Depuis quelques jours, la presse locale verviétoise met en avant une action en justice menée par des propriétaires d'immeubles, soutenus par leur syndicat national, contre le nouveau règlement communal "incendie". De son côté, l'échevin Alfred Breuwer défend bec et ongles son règlement.
Nous allons donc tenter de voir plus clair dans ce nouveau conflit ...
Pour la majorité des propriétaires, ce nouveau règlement implique les mesures suivantes :
- Isolation complète des appartements les uns par rapport aux autres par des cloisons coupe-feu.
- Portes coupe-feu à tous les étages.
- Eclairage de sécurité dans les lieux communs (escaliers).
- Extincteurs sur les paliers.
- Exutoire de fumée sur le toit.
- Réseau électrique et gaz répondant aux dernières normes en vigueur.
- Si un commerce est présent, il doit être totalement isolé du reste de la maison. Fini donc les portes d'accès aux parties privées, par exemple.
- Présence d'un système d'alarme incendie.
- etc ...
Voyons donc tout cela en détail.
Si l'intention de l'échevin d'éviter de nouvelles catastrophes comme celle de la rue Léopold à Liège est bien evidemment louable, l'application d'un tel règlement dans une ville comme la nôtre est totalement irréalisable. En effet, pour la plupart des immeubles à appartements de Verviers qui hébergent deux ou trois locataires en moyenne, ce genre d'investissement est bien trop lourd. La plupart des propriétaires concernés se retrouvent avec des devis allant de 25000 à 50000 euros pour que leur maison soit mise aux nouvelles normes. C'est totalement irréalisable pour ces personnes qui ont déjà emprunté pour acheter leur bâtiment et qui peuvent aussi souffrir comme tout le monde de la crise économique actuelle. Beacoup de propriétaires louent d'ailleurs des parties de leur maison pour pouvoir payer leur hypothèque et, dans ces conditions, ils peuvent rencontrer des difficultés pour obtenir un supplément d'argent auprès de leur banque car leur capacité de remboursement ne serait plus suffisante.
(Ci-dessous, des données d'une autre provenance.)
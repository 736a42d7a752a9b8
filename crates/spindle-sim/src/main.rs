//! Spindle round simulator.
//!
//! Plays full rounds headlessly on a synthetic fixed-step clock and prints
//! one line per round plus a closing summary. Useful for eyeballing timing
//! changes without a renderer:
//!
//!   cargo run -p spindle-sim -- --spins 20 --seed 7 --verbose

use std::sync::Arc;

use clap::Parser;
use parking_lot::Mutex;

use spindle_model::{LocalOutcomeTable, MAX_BET, MIN_BET};
use spindle_reels::{AudioCue, AudioSink, GameSession};

#[derive(Parser)]
#[command(name = "spindle-sim", about = "Headless Spindle round simulator")]
struct Cli {
    /// Number of rounds to play
    #[arg(short, long, default_value_t = 10)]
    spins: u32,

    /// Bet per round (clamped to the table limits)
    #[arg(short, long, default_value_t = 1)]
    bet: u32,

    /// Seed for the outcome table and reel filler symbols
    #[arg(long)]
    seed: Option<u64>,

    /// Synthetic frame rate
    #[arg(long, default_value_t = 60)]
    fps: u32,

    /// Log reel and round internals
    #[arg(short, long)]
    verbose: bool,
}

#[derive(Clone, Default)]
struct CueCounter {
    cues: Arc<Mutex<Vec<AudioCue>>>,
}

impl AudioSink for CueCounter {
    fn play(&mut self, cue: AudioCue) {
        self.cues.lock().push(cue);
    }
}

fn main() {
    let cli = Cli::parse();

    let mut builder = env_logger::Builder::from_default_env();
    if cli.verbose {
        builder.filter_level(log::LevelFilter::Debug);
    }
    builder.init();

    let step_ms = 1000.0 / cli.fps.max(1) as f64;
    let audio = CueCounter::default();
    let cues = audio.cues.clone();

    let mut session = match cli.seed {
        Some(seed) => GameSession::with_seed(
            Box::new(LocalOutcomeTable::seeded(seed)),
            Box::new(audio),
            seed,
        ),
        None => GameSession::new(Box::new(LocalOutcomeTable::new()), Box::new(audio)),
    };

    let bet = cli.bet.clamp(MIN_BET, MAX_BET);
    for _ in MIN_BET..bet {
        session.increase_bet();
    }
    log::info!("[Sim] {} spin(s) at bet {bet}, {} fps", cli.spins, cli.fps);

    let mut now = 0.0;
    let mut total_win = 0u64;
    let mut winning_rounds = 0u32;

    for round in 1..=cli.spins {
        if let Err(err) = session.make_bet() {
            log::error!("[Sim] round {round} aborted: {err}");
            break;
        }

        let started = now;
        let mut frames = 0u64;
        loop {
            now += step_ms;
            session.update(now, step_ms / 1000.0);
            frames += 1;
            if now - started > 1000.0 && !session.is_running() {
                break;
            }
            if frames > 1_000_000 {
                log::error!("[Sim] round {round} stalled, giving up");
                return;
            }
        }

        let win = session.model().win();
        let lines = session.model().win_lines().len();
        total_win += win;
        if win > 0 {
            winning_rounds += 1;
        }

        let board = session
            .model()
            .board()
            .cells()
            .iter()
            .map(|cell| cell.to_string())
            .collect::<Vec<_>>()
            .join(",");
        println!(
            "round {round:>3}: win={win:>4} lines={lines} {:>6.1}s board=[{board}]",
            (now - started) / 1000.0
        );
    }

    let cues = cues.lock();
    let stops = cues
        .iter()
        .filter(|cue| matches!(cue, AudioCue::ReelStop { .. }))
        .count();
    let bells = cues
        .iter()
        .filter(|cue| matches!(cue, AudioCue::WinBell))
        .count();
    println!(
        "total: {} round(s), {winning_rounds} won, bet {} -> win {total_win}, \
         {stops} reel stop(s), {bells} bell(s)",
        cli.spins,
        u64::from(bet) * u64::from(cli.spins)
    );
}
De plus, les délais de réalisation des travaux donné par la ville, allant souvent de trois à six mois, sont totalement irréalistes. Obtenir un prêt de la banque, la visite d'un architecte indispensable dans certains cas et décrocher les corps de métier requis pour assurer ces travaux prendra déjà bien plus de temps que ce qui est octroyé.
Un tel règlement aura inévitablement des conséquences néfastes pour bien des familles. Ceux qui peuvent assumer les travaux s'en sortiront mais pour les autres, la galère commence. Beaucoup seront dès lors obligés de mettre leurs locataires à la porte et, sans doute, de mettre leur habitat en vente. Nous risquons dès lors de voir énormément de personnes sans logement et je ne crois pas qu'Alfred Breuwer sera en mesure de leur procurer à tous un logement (social ou non) répondant à ces nouvelles normes. Il faut donc s'attendre pour les mois qui viennent à de véritables drames sociaux dans notre ville.
Quel serait donc le compromis idéal ?
Je pense que ce règlement doit être revu en profondeur et s'adapter à chaque cas. Pour les nouvelles constructions, il peut évidemment être appliqué sans problème et il doit l'être.
Mais le centre-ville est constitué de bâtiments construit au 18e et au 19e siècle, une époque où les normes de construction n'étaient pas les mêmes. Pour ces immeubles, on ne peut pas demander la même chose que pour une nouvelle construction. D'abord parce que ces aménagements sont trop lourds financièrement. Ensuite parce que ces aménagements risquent de dénaturer le bâtiment (p.ex. disparition des plafonds artistiques des maisons de maître). Enfin parce que certaines demandes sont simplement irréalisables. Dans ces cas spécifiques, on peut se contenter de demander que le système gaz-électricité soit aux normes, qu'un extincteur soit à portée des locataires et que les sorties soient équipés de lumières de secours. On peut aussi attendre que des rénovations importantes soient planifiées pour opérer les autres mises en conformité (p. ex. profiter de la rénovation de la toiture pour placer un exutoire de fumée).
En ce qui concerne les aménagements de la surface commerciale, il est important de tenir compte du type de commerce. Il est clair que le risque encourru par la présence d'un commerce de détail et par celle d'une friterie n'est pas le même. Dans le premier cas, l'exigence d'une isolation complète est totalement excessive.
Personnellement, j'espère que l'action en justice des propriétaires arrivera à la mise en place d'un tel compromis. Je souhaite aussi que chaque cas soit analysé et que les situations financières et familiales de chaque propriétaire soient pris en compte dans la mise en place de délais de mise en conformité.